#[cfg(test)]
pub(crate) mod tests {
    use super::*;
    use crate::LineCodec;
    use futures_util::StreamExt;
    use tokio::io::{DuplexStream, duplex};
    use tokio_util::codec::FramedRead;

    pub(crate) type Peer = FramedRead<DuplexStream, LineCodec>;

    pub(crate) fn connection(id: u64) -> (ChatConnection, Peer) {
        let (server, client) = duplex(4096);
        let origin: SocketAddr = format!("127.0.0.1:{}", 50000 + id).parse().unwrap();
        let conn = ChatConnection::new(server, SessionId::new(id), origin, None);
        (conn, FramedRead::new(client, LineCodec::default()))
    }

    pub(crate) async fn next_line(peer: &mut Peer) -> Option<String> {
        tokio::time::timeout(std::time::Duration::from_millis(200), peer.next())
            .await
            .ok()
            .flatten()
            .and_then(|line| line.ok())
    }

    fn registry() -> ClientRegistry {
        ClientRegistry::new(Arc::new(ServerMetrics::new()))
    }

    #[tokio::test]
    async fn test_register_rejects_duplicate_name() {
        let registry = registry();
        let (a, _pa) = connection(1);
        let (b, _pb) = connection(2);

        registry.try_register(&a, "alice").await.unwrap();
        assert_eq!(
            registry.try_register(&b, "alice").await,
            Err(RegistryError::NameTaken("alice".to_string()))
        );
        assert_eq!(
            registry.try_register(&a, "alice2").await,
            Err(RegistryError::AlreadyRegistered)
        );
        assert_eq!(registry.snapshot().await, vec!["alice"]);
        assert_eq!(registry.metrics().snapshot().name_conflicts, 1);
    }

    #[tokio::test]
    async fn test_concurrent_registration_has_one_winner() {
        let registry = Arc::new(registry());
        let mut peers = Vec::new();
        let mut tasks = Vec::new();

        for id in 1..=16 {
            let (conn, peer) = connection(id);
            peers.push(peer);
            let registry = registry.clone();
            tasks.push(tokio::spawn(async move {
                registry.try_register(&conn, "same").await.is_ok()
            }));
        }

        let mut winners = 0;
        for task in tasks {
            if task.await.unwrap() {
                winners += 1;
            }
        }
        assert_eq!(winners, 1);
        assert_eq!(registry.snapshot().await, vec!["same"]);
    }

    #[tokio::test]
    async fn test_rename() {
        let registry = registry();
        let (a, _pa) = connection(1);
        let (b, _pb) = connection(2);
        registry.try_register(&a, "alice").await.unwrap();
        registry.try_register(&b, "bob").await.unwrap();

        assert_eq!(
            registry.try_rename(a.id(), "bob").await,
            Err(RegistryError::NameTaken("bob".to_string()))
        );
        assert_eq!(registry.name_of(a.id()).await.as_deref(), Some("alice"));

        assert_eq!(registry.try_rename(a.id(), "carol").await.unwrap(), "alice");
        assert_eq!(registry.snapshot().await, vec!["carol", "bob"]);
        assert!(!registry.contains_name("alice").await);

        assert_eq!(
            registry.try_rename(SessionId::new(99), "dave").await,
            Err(RegistryError::NotRegistered)
        );
    }

    #[tokio::test]
    async fn test_remove_is_idempotent_with_one_departure() {
        let registry = registry();
        let (a, _pa) = connection(1);
        let (b, mut pb) = connection(2);
        registry.try_register(&a, "alice").await.unwrap();
        registry.try_register(&b, "bob").await.unwrap();

        assert_eq!(registry.remove(a.id()).await.as_deref(), Some("alice"));
        assert_eq!(registry.remove(a.id()).await, None);

        assert!(a.is_closed());
        assert_eq!(next_line(&mut pb).await.as_deref(), Some("*** alice disconnected"));
        assert_eq!(next_line(&mut pb).await, None);
        assert_eq!(registry.snapshot().await, vec!["bob"]);
    }

    #[tokio::test]
    async fn test_racing_removals_announce_once() {
        let registry = Arc::new(registry());
        let (a, _pa) = connection(1);
        let (b, mut pb) = connection(2);
        registry.try_register(&a, "alice").await.unwrap();
        registry.try_register(&b, "bob").await.unwrap();

        let first = tokio::spawn({
            let registry = registry.clone();
            async move { registry.remove(SessionId::new(1)).await }
        });
        let second = tokio::spawn({
            let registry = registry.clone();
            async move { registry.remove(SessionId::new(1)).await }
        });
        let results = [first.await.unwrap(), second.await.unwrap()];

        assert_eq!(results.iter().filter(|r| r.is_some()).count(), 1);
        assert_eq!(next_line(&mut pb).await.as_deref(), Some("*** alice disconnected"));
        assert_eq!(next_line(&mut pb).await, None);
    }

    #[tokio::test]
    async fn test_for_each_except_reaps_failed_visits() {
        let registry = registry();
        let (a, mut pa) = connection(1);
        let (b, pb) = connection(2);
        let (c, mut pc) = connection(3);
        registry.try_register(&a, "alice").await.unwrap();
        registry.try_register(&b, "bob").await.unwrap();
        registry.try_register(&c, "carol").await.unwrap();
        drop(pb);

        let mut visited = Vec::new();
        registry
            .for_each_except(Some(a.id()), |info, connection| {
                visited.push(info.name.clone());
                async move { connection.send_line("ping").await }
            })
            .await;

        assert_eq!(visited, vec!["bob", "carol"]);
        assert_eq!(registry.snapshot().await, vec!["alice", "carol"]);
        assert_eq!(next_line(&mut pc).await.as_deref(), Some("ping"));
        assert_eq!(next_line(&mut pa).await.as_deref(), Some("*** bob disconnected"));
        assert_eq!(next_line(&mut pc).await.as_deref(), Some("*** bob disconnected"));
    }

    #[tokio::test]
    async fn test_close_all() {
        let registry = registry();
        let (a, mut pa) = connection(1);
        let (b, mut pb) = connection(2);
        registry.try_register(&a, "alice").await.unwrap();
        registry.try_register(&b, "bob").await.unwrap();

        assert_eq!(registry.close_all(notice::SHUTDOWN).await, 2);
        assert!(registry.is_empty().await);
        assert!(a.is_closed() && b.is_closed());
        assert_eq!(next_line(&mut pa).await.as_deref(), Some(notice::SHUTDOWN));
        assert_eq!(next_line(&mut pb).await.as_deref(), Some(notice::SHUTDOWN));
        assert_eq!(next_line(&mut pa).await, None);
    }

    #[tokio::test]
    async fn test_close_all_refuses_later_registration() {
        let registry = registry();
        let (a, _pa) = connection(1);
        assert!(!registry.is_closed());

        assert_eq!(registry.close_all(notice::SHUTDOWN).await, 0);
        assert!(registry.is_closed());
        tokio::time::timeout(std::time::Duration::from_millis(100), registry.closed())
            .await
            .unwrap();

        assert_eq!(
            registry.try_register(&a, "alice").await,
            Err(RegistryError::Closed)
        );
        assert!(registry.is_empty().await);
    }
}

------------------------------------

- EXERCISE:
Nothing but a number should be given: the count of lines above that include the string "tasks".

- COMPLETED EXERCISE:
3